Characterization of mitochondrial haplogroups in a large population-based sample from the United States

  • Sabrina L. Mitchell
  • Robert Goodloe
  • Kristin Brown-Gentry
  • Sarah A. Pendergrass
  • Deborah G. Murdock
  • Dana C. CrawfordEmail author
Original Investigation

Abstract

Mitochondrial DNA (mtDNA) haplogroups are valuable for investigations in forensic science, molecular anthropology, and human genetics. In this study, we developed a custom panel of 61 mtDNA markers for high-throughput classification of European, African, and Native American/Asian mitochondrial haplogroup lineages. Using these mtDNA markers, we constructed a mitochondrial haplogroup classification tree and classified 18,832 participants from the National Health and Nutrition Examination Surveys (NHANES). To our knowledge, this is the largest study to date characterizing mitochondrial haplogroups in a population-based sample from the United States, and the first study characterizing mitochondrial haplogroup distributions in self-identified Mexican Americans separately from Hispanic Americans of other descent. We observed clear differences in the distribution of maternal genetic ancestry consistent with proposed admixture models for these subpopulations, underscoring the genetic heterogeneity of the United States Hispanic population.
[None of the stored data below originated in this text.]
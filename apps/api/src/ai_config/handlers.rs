use axum::{extract::State, Json};
use serde::{Deserialize, Serialize};
use tracing::info;

use crate::ai_config::{
    resolve_model, resolve_system_prompt, save_model, save_system_prompt, SettingSource,
};
use crate::auth::AdminUser;
use crate::errors::AppError;
use crate::extract::ApiJson;
use crate::state::AppState;

#[derive(Debug, Serialize)]
pub struct ModelResponse {
    pub model: String,
    pub source: SettingSource,
}

#[derive(Debug, Deserialize)]
pub struct UpdateModelRequest {
    #[serde(default)]
    pub model: String,
}

#[derive(Debug, Serialize)]
pub struct SystemPromptResponse {
    pub prompt: String,
    pub source: SettingSource,
}

#[derive(Debug, Deserialize)]
pub struct UpdateSystemPromptRequest {
    #[serde(default)]
    pub prompt: String,
}

/// GET /api/admin/ai-model
pub async fn handle_get_model(
    State(state): State<AppState>,
    _admin: AdminUser,
) -> Result<Json<ModelResponse>, AppError> {
    let resolved = resolve_model(state.config_store.as_ref(), &state.config.ai).await;
    Ok(Json(ModelResponse {
        model: resolved.value,
        source: resolved.source,
    }))
}

/// PATCH /api/admin/ai-model
pub async fn handle_update_model(
    State(state): State<AppState>,
    AdminUser(admin): AdminUser,
    ApiJson(req): ApiJson<UpdateModelRequest>,
) -> Result<Json<ModelResponse>, AppError> {
    let model = save_model(state.config_store.as_ref(), &req.model).await?;
    info!("Admin {} set active model to {model}", admin.email);
    Ok(Json(ModelResponse {
        model,
        source: SettingSource::Db,
    }))
}

/// GET /api/admin/system-prompt
pub async fn handle_get_system_prompt(
    State(state): State<AppState>,
    _admin: AdminUser,
) -> Result<Json<SystemPromptResponse>, AppError> {
    let resolved = resolve_system_prompt(state.config_store.as_ref(), &state.config.ai).await;
    Ok(Json(SystemPromptResponse {
        prompt: resolved.value,
        source: resolved.source,
    }))
}

/// PATCH /api/admin/system-prompt
pub async fn handle_update_system_prompt(
    State(state): State<AppState>,
    AdminUser(admin): AdminUser,
    ApiJson(req): ApiJson<UpdateSystemPromptRequest>,
) -> Result<Json<SystemPromptResponse>, AppError> {
    let prompt = save_system_prompt(state.config_store.as_ref(), &req.prompt).await?;
    info!(
        "Admin {} updated the system prompt ({} chars)",
        admin.email,
        prompt.chars().count()
    );
    Ok(Json(SystemPromptResponse {
        prompt,
        source: SettingSource::Db,
    }))
}
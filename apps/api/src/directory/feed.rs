//! JSON Feed 1.1 (https://jsonfeed.org/version/1.1) of the newest websites.

use axum::{
    extract::State,
    http::header,
    response::{IntoResponse, Response},
    Json,
};
use chrono::{DateTime, Utc};
use serde::Serialize;
use uuid::Uuid;

use crate::errors::AppError;
use crate::models::website::WebsiteRow;
use crate::state::AppState;

const FEED_VERSION: &str = "https://jsonfeed.org/version/1.1";
const FEED_LIMIT: i64 = 50;

#[derive(Debug, Serialize)]
pub struct JsonFeed {
    pub version: &'static str,
    pub title: String,
    pub home_page_url: String,
    pub feed_url: String,
    pub description: String,
    pub items: Vec<FeedItem>,
}

#[derive(Debug, Serialize)]
pub struct FeedItem {
    pub id: Uuid,
    pub url: String,
    pub title: String,
    pub content_text: String,
    #[serde(skip_serializing_if = "Option::is_none")]
    pub image: Option<String>,
    pub date_published: DateTime<Utc>,
    pub date_modified: DateTime<Utc>,
    #[serde(skip_serializing_if = "Vec::is_empty")]
    pub tags: Vec<String>,
}

pub fn build_feed(site_url: &str, websites: Vec<WebsiteRow>) -> JsonFeed {
    JsonFeed {
        version: FEED_VERSION,
        title: "Shadway".to_string(),
        home_page_url: site_url.to_string(),
        feed_url: format!("{site_url}/feed.json"),
        description: "Websites and components built with shadcn/ui".to_string(),
        items: websites
            .into_iter()
            .map(|w| FeedItem {
                id: w.id,
                url: w.url,
                title: w.name,
                content_text: w.description,
                image: w.image_url,
                date_published: w.created_at,
                date_modified: w.updated_at,
                tags: w.tags,
            })
            .collect(),
    }
}

/// GET /feed.json
pub async fn handle_json_feed(State(state): State<AppState>) -> Result<Response, AppError> {
    let websites = sqlx::query_as::<_, WebsiteRow>(
        "SELECT * FROM websites ORDER BY created_at DESC LIMIT $1",
    )
    .bind(FEED_LIMIT)
    .fetch_all(&state.db)
    .await?;

    let feed = build_feed(&state.config.site_url, websites);
    Ok((
        [(header::CONTENT_TYPE, "application/feed+json; charset=utf-8")],
        Json(feed),
    )
        .into_response())
}
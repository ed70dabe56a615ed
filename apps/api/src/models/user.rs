use chrono::{DateTime, Utc};
use serde::{Deserialize, Serialize};
use sqlx::FromRow;
use uuid::Uuid;

#[derive(Debug, Clone, Copy, PartialEq, Eq, Serialize, Deserialize)]
#[serde(rename_all = "snake_case")]
pub enum UserRole {
    Admin,
    User,
}

impl UserRole {
    pub fn as_str(&self) -> &'static str {
        match self {
            UserRole::Admin => "admin",
            UserRole::User => "user",
        }
    }
}

#[derive(Debug, Clone, Serialize, Deserialize, FromRow)]
pub struct UserRow {
    pub id: Uuid,
    pub email: String,
    pub name: String,
    pub role: String,
    #[serde(skip_serializing, default)]
    pub password_hash: String,
    pub created_at: DateTime<Utc>,
    pub updated_at: DateTime<Utc>,
}

impl UserRow {
    pub fn is_admin(&self) -> bool {
        self.role == UserRole::Admin.as_str()
    }
}

#[derive(Debug, Clone, Serialize, Deserialize, FromRow)]
pub struct SessionRow {
    pub token: String,
    pub user_id: Uuid,
    pub expires_at: DateTime<Utc>,
    pub created_at: DateTime<Utc>,
}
The mitochondrial haplogroup distributions in the other self-identified racial/ethnic groups within NHANES were largely comparable to previous studies. Mitochondrial haplogroup classification was highly concordant with self-identified race/ethnicity (SIRE) in non-Hispanic whites (94.8 %), but was considerably lower in admixed populations including non-Hispanic blacks (88.3 %), Mexican Americans (81.8 %), and other Hispanics (61.6 %), suggesting SIRE does not accurately reflect maternal genetic ancestry, particularly in populations with greater proportions of admixture. Thus, it is important to consider inconsistencies between SIRE and genetic ancestry when performing genetic association studies. The mitochondrial haplogroup data that we have generated, coupled with the epidemiologic variables in NHANES, is a valuable resource for future studies investigating the contribution of mtDNA variation to human health and disease.

Keywords

Much Recent Common Ancestor Mitochondrial Haplogroup Mitochondrial Genetic Variation Molecular Anthropology Mitochondrial SNPs 
These keywords were added by machine and not by the authors. This process is experimental and the keywords may be updated as the learning algorithm improves.

Notes

Acknowledgments

Genotyping in NHANES was supported in part by the Epidemiologic Architecture for Genes Linked to Environment (EAGLE) study (U01HG004798 and its ARRA supplements) as part of the Population Architecture using Genomics and Epidemiology (PAGE) study established by the National Human Genome Research Institute (NHGRI). We at EAGLE would like to thank Melissa Allen and Paxton Baker for their work in genotyping the samples through the Center for Human Genetic Research Open Wet Lab (OWL) and DNA Resources Core, respectively. We would also like to thank Dr. Geraldine McQuillan and Jody McLean for their help in accessing the Genetic NHANES data. The Vanderbilt University Center for Human Genetics Research, Computational Genomics Core provided computational and/or analytical support for this work. The findings and conclusions in this report are those of the authors and do not necessarily represent the views of the National Institutes for Health or the Centers for Disease Control and Prevention.

Supplementary material

439_2014_1421_MOESM1_ESM.xlsx (13 kb)
Supplementary material 1 (XLSX 12 kb)
439_2014_1421_MOESM2_ESM.docx (13 kb)
Supplementary material 2 (DOCX 13 kb)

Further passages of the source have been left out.